**WHAT YOU ARE ASKED TO DO**
Lines with the word "path" in them are the ones to copy from the records.

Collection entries
»»
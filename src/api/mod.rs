//! API layer
//!
//! HTTP handlers for:
//! - ActivityPub (actor documents, inbox, outbox, collections)
//! - WebFinger
//! - Admin API
//! - Metrics (Prometheus)

mod activitypub;
mod admin;
pub mod metrics;
mod wellknown;

pub use activitypub::activitypub_router;
pub use admin::admin_router;
pub use metrics::metrics_router;
pub use wellknown::wellknown_router;
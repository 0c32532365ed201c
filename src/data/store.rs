//! Storage interface for the federation core
//!
//! The federation logic only talks to `FederationStore`; the SQLite
//! implementation lives in `database.rs`. Every method is an independent
//! atomic operation. Insert-style methods report whether a row was
//! actually written, which is what makes cache writes idempotent.

use async_trait::async_trait;
use chrono::{DateTime, Utc};

use super::models::{Actor, BoardOptions, ObjectRecord};
use crate::error::AppError;

#[async_trait]
pub trait FederationStore: Send + Sync {
    // ---- actors -----------------------------------------------------------

    /// Look up a local actor by id or preferred username.
    async fn get_actor_by_id_or_name(&self, key: &str) -> Result<Option<Actor>, AppError>;
    async fn insert_actor(&self, actor: &Actor) -> Result<(), AppError>;
    async fn set_options(&self, actor_id: &str, options: BoardOptions) -> Result<bool, AppError>;
    async fn set_auto_subscribe(&self, actor_id: &str, enabled: bool) -> Result<bool, AppError>;

    // ---- key material -----------------------------------------------------

    /// Public key file path recorded for a key id.
    async fn get_key_file(&self, key_id: &str) -> Result<Option<String>, AppError>;
    async fn insert_key_file(&self, key_id: &str, owner: &str, file: &str)
    -> Result<(), AppError>;

    // ---- follow edges -----------------------------------------------------

    async fn get_followers(&self, actor_id: &str) -> Result<Vec<String>, AppError>;
    async fn get_following(&self, actor_id: &str) -> Result<Vec<String>, AppError>;
    /// Whether `actor_id` follows `other`.
    async fn is_following(&self, actor_id: &str, other: &str) -> Result<bool, AppError>;
    /// Whether `other` is recorded as a follower of `actor_id`.
    async fn is_follower(&self, actor_id: &str, other: &str) -> Result<bool, AppError>;
    async fn add_follower(&self, actor_id: &str, follower: &str) -> Result<bool, AppError>;
    async fn remove_follower(&self, actor_id: &str, follower: &str) -> Result<bool, AppError>;
    async fn add_following(&self, actor_id: &str, following: &str) -> Result<bool, AppError>;
    async fn remove_following(&self, actor_id: &str, following: &str) -> Result<bool, AppError>;

    // ---- objects ----------------------------------------------------------

    /// Insert unless a row with the same id exists. Returns `true` if written.
    async fn insert_if_absent(&self, record: &ObjectRecord) -> Result<bool, AppError>;
    async fn object_exists(&self, id: &str) -> Result<bool, AppError>;
    async fn get_object(&self, id: &str) -> Result<Option<ObjectRecord>, AppError>;
    /// Change an object's type. Tombstones are never overwritten.
    async fn update_type(&self, id: &str, kind: &str) -> Result<bool, AppError>;
    async fn set_updated(&self, id: &str, updated: DateTime<Utc>) -> Result<bool, AppError>;
    /// Tombstone an object together with its attachment and preview rows.
    async fn tombstone(&self, id: &str, at: DateTime<Utc>) -> Result<u64, AppError>;

    // ---- reply edges ------------------------------------------------------

    async fn exists_reply_edge(&self, id: &str, in_reply_to: &str) -> Result<bool, AppError>;
    async fn insert_reply_edge(&self, id: &str, in_reply_to: &str) -> Result<bool, AppError>;
    /// A thread root carries the edge `(id, "")`.
    async fn is_thread_root(&self, id: &str) -> Result<bool, AppError>;
    async fn replies_of(&self, id: &str) -> Result<Vec<String>, AppError>;

    // ---- threads ----------------------------------------------------------

    async fn is_locked(&self, id: &str) -> Result<bool, AppError>;
    /// Flip the lock on a thread. Returns the new state.
    async fn toggle_locked(&self, actor_id: &str, id: &str) -> Result<bool, AppError>;

    /// Thread roots of `kind` owned by the actor or by actors it follows,
    /// newest `updated` first.
    async fn board_threads(
        &self,
        actor_id: &str,
        kind: &str,
        offset: i64,
        limit: Option<i64>,
    ) -> Result<Vec<String>, AppError>;

    /// Remove cached thread roots authored by `actor_id`. Returns rows removed.
    async fn delete_cached_thread(&self, actor_id: &str) -> Result<u64, AppError>;
}
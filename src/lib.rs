//! chanfed - ActivityPub federation engine for imageboards
//!
//! # Architecture
//!
//! ```text
//! ┌─────────────────────────────────────────────────────────────┐
//! │                      API Layer (Axum)                        │
//! │  - ActivityPub endpoints (actors, inbox, outbox)            │
//! │  - WebFinger, admin, metrics                                │
//! └─────────────────────────────────────────────────────────────┘
//!                              │
//! ┌─────────────────────────────────────────────────────────────┐
//! │                     Federation Layer                         │
//! │  - Signatures, actor resolution, delivery                   │
//! │  - Inbox state machine, remote cache, archival              │
//! └─────────────────────────────────────────────────────────────┘
//!                              │
//! ┌─────────────────────────────────────────────────────────────┐
//! │                      Data Layer                              │
//! │  - FederationStore trait                                    │
//! │  - SQLite (sqlx)                                            │
//! └─────────────────────────────────────────────────────────────┘
//! ```
//!
//! # Modules
//!
//! - `api`: HTTP handlers
//! - `federation`: ActivityPub federation engine
//! - `data`: Store trait, SQLite implementation and models
//! - `config`: Configuration management
//! - `error`: Error types
//! - `metrics`: Prometheus instruments

pub mod api;
pub mod config;
pub mod data;
pub mod error;
pub mod federation;
pub mod metrics;

use std::sync::Arc;

use data::FederationStore;
use federation::{Federation, RetryPolicy};

/// Request bodies larger than this are refused before decoding.
const MAX_BODY_BYTES: usize = 1024 * 1024;

/// Application state shared across all handlers
#[derive(Clone)]
pub struct AppState {
    /// Application configuration
    pub config: Arc<config::AppConfig>,

    /// SQLite store
    pub db: Arc<data::Database>,

    /// Federation engine
    pub federation: Arc<Federation>,
}

impl AppState {
    /// Initialize application state
    ///
    /// # Steps
    /// 1. Connect to SQLite database
    /// 2. Build the outbound HTTP client
    /// 3. Wire the federation engine
    /// 4. Provision the main actor on first start
    ///
    /// # Errors
    /// Returns error if any initialization step fails
    pub async fn new(config: config::AppConfig) -> Result<Self, error::AppError> {
        let policy = RetryPolicy::from_config(&config.federation);
        Self::with_retry_policy(config, policy).await
    }

    /// Same as [`AppState::new`] with an explicit delivery schedule.
    pub async fn with_retry_policy(
        config: config::AppConfig,
        policy: RetryPolicy,
    ) -> Result<Self, error::AppError> {
        tracing::info!("Initializing application state...");

        let db = Arc::new(data::Database::connect(&config.database.path).await?);
        tracing::info!("Database connected");

        let http_client = reqwest::Client::builder()
            .user_agent(config.federation.user_agent.clone())
            .timeout(std::time::Duration::from_secs(
                config.federation.request_timeout_secs,
            ))
            .build()
            .map_err(|e| error::AppError::Internal(e.into()))?;

        let federation =
            Federation::new(&config, db.clone(), http_client)?.with_retry_policy(policy);

        Self::ensure_main_actor(&db, &federation).await?;

        tracing::info!("Application state initialized successfully");

        Ok(Self {
            config: Arc::new(config),
            db,
            federation: Arc::new(federation),
        })
    }

    /// The instance actor lives at the base URL and owns a key pair like
    /// any board.
    async fn ensure_main_actor(
        db: &data::Database,
        federation: &Federation,
    ) -> Result<(), error::AppError> {
        if let Some(main) = db.get_actor_by_id_or_name("main").await? {
            tracing::info!(actor = %main.id, "Main actor exists");
            return Ok(());
        }

        let main = federation
            .provision_board("main", "Main", "Instance actor")
            .await?;
        tracing::info!(actor = %main.id, "Main actor created");
        Ok(())
    }
}

/// Build the Axum router with all routes.
///
/// This is shared by the binary and integration tests to keep route
/// composition consistent across environments.
pub fn build_router(state: AppState) -> axum::Router {
    use axum::Router;
    use tower_http::{
        compression::CompressionLayer, limit::RequestBodyLimitLayer, trace::TraceLayer,
    };

    Router::new()
        .route("/health", axum::routing::get(health_check))
        .merge(api::wellknown_router())
        .merge(api::activitypub_router())
        .nest("/admin", api::admin_router())
        .layer(RequestBodyLimitLayer::new(MAX_BODY_BYTES))
        .layer(CompressionLayer::new())
        .layer(TraceLayer::new_for_http())
        .with_state(state)
        .merge(api::metrics_router())
}

async fn health_check() -> &'static str {
    "OK"
}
««
**SOLVED PROBLEM**
    /// Public key file path recorded for a key id.
        let db = Arc::new(data::Database::connect(&config.database.path).await?);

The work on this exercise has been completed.